## What you have to do
Give every line of the data again, exactly as it is written.

## Stored items
+++++

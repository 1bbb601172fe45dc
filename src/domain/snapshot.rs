//! Run output snapshot types, the document the dashboard consumes.

use chrono::{DateTime, Utc};
use serde::{Deserialize, Serialize};

use crate::domain::bar::Bar;
use crate::domain::indicator::IndicatorSet;
use crate::domain::ledger::{PortfolioEntry, PortfolioSummary, Transaction};
use crate::domain::recommendation::Recommendation;
use crate::domain::signal::SignalSet;

/// Best-effort news article metadata; any field may be missing upstream.
#[derive(Debug, Clone, PartialEq, Serialize, Deserialize)]
pub struct Article {
    #[serde(default)]
    pub title: Option<String>,
    #[serde(default)]
    pub publisher: Option<String>,
    #[serde(default)]
    pub link: Option<String>,
    #[serde(default)]
    pub published_at: Option<DateTime<Utc>>,
}

/// Position view embedded per ticker, precomputed for display.
#[derive(Debug, Clone, PartialEq, Serialize, Deserialize)]
pub struct PortfolioView {
    pub cash: f64,
    pub shares: u64,
    pub average_price: f64,
    pub market_value: f64,
    pub total_value: f64,
    pub last_action: Option<Transaction>,
}

impl PortfolioView {
    pub fn from_entry(entry: &PortfolioEntry) -> Self {
        PortfolioView {
            cash: entry.cash,
            shares: entry.shares,
            average_price: entry.avg_price,
            market_value: entry.market_value(),
            total_value: entry.total_value(),
            last_action: entry.last_action.clone(),
        }
    }
}

/// Per-security payload.
#[derive(Debug, Clone, PartialEq, Serialize, Deserialize)]
pub struct TickerReport {
    pub symbol: String,
    pub name: String,
    pub market: String,
    pub currency: String,
    pub history: Vec<Bar>,
    pub indicators: IndicatorSet,
    pub signals: SignalSet,
    pub recommendation: Recommendation,
    pub portfolio: PortfolioView,
    pub news: Vec<Article>,
}

/// The whole run in one document.
#[derive(Debug, Clone, PartialEq, Serialize, Deserialize)]
pub struct RunSnapshot {
    pub generated_at: DateTime<Utc>,
    pub tickers: Vec<TickerReport>,
    pub portfolio_summary: PortfolioSummary,
    #[serde(default, skip_serializing_if = "Vec::is_empty")]
    pub errors: Vec<String>,
}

+++++

## Exercise response
repository 1bbb601172fe45dc
filename src/domain/snapshot.rs
//! Run output snapshot types, the document the dashboard consumes.

use chrono::{DateTime, Utc};
use serde::{Deserialize, Serialize};

use crate::domain::bar::Bar;
use crate::domain::indicator::IndicatorSet;
use crate::domain::ledger::{PortfolioEntry, PortfolioSummary, Transaction};
use crate::domain::recommendation::Recommendation;
use crate::domain::signal::SignalSet;

/// Best-effort news article metadata; any field may be missing upstream.
#[derive(Debug, Clone, PartialEq, Serialize, Deserialize)]
pub struct Article {
    #[serde(default)]
    pub title: Option<String>,
    #[serde(default)]
    pub publisher: Option<String>,
    #[serde(default)]
    pub link: Option<String>,
    #[serde(default)]
    pub published_at: Option<DateTime<Utc>>,
}

/// Position view embedded per ticker, precomputed for display.
#[derive(Debug, Clone, PartialEq, Serialize, Deserialize)]
pub struct PortfolioView {
    pub cash: f64,
    pub shares: u64,
    pub average_price: f64,
    pub market_value: f64,
    pub total_value: f64,
    pub last_action: Option<Transaction>,
}

impl PortfolioView {
    pub fn from_entry(entry: &PortfolioEntry) -> Self {
        PortfolioView {
            cash: entry.cash,
            shares: entry.shares,
            average_price: entry.avg_price,
            market_value: entry.market_value(),
            total_value: entry.total_value(),
            last_action: entry.last_action.clone(),
        }
    }
}

/// Per-security payload.
#[derive(Debug, Clone, PartialEq, Serialize, Deserialize)]
pub struct TickerReport {
    pub symbol: String,
    pub name: String,
    pub market: String,
    pub currency: String,
    pub history: Vec<Bar>,
    pub indicators: IndicatorSet,
    pub signals: SignalSet,
    pub recommendation: Recommendation,
    pub portfolio: PortfolioView,
    pub news: Vec<Article>,
}

/// The whole run in one document.
#[derive(Debug, Clone, PartialEq, Serialize, Deserialize)]
pub struct RunSnapshot {
    pub generated_at: DateTime<Utc>,
    pub tickers: Vec<TickerReport>,
    pub portfolio_summary: PortfolioSummary,
    #[serde(default, skip_serializing_if = "Vec::is_empty")]
    pub errors: Vec<String>,
}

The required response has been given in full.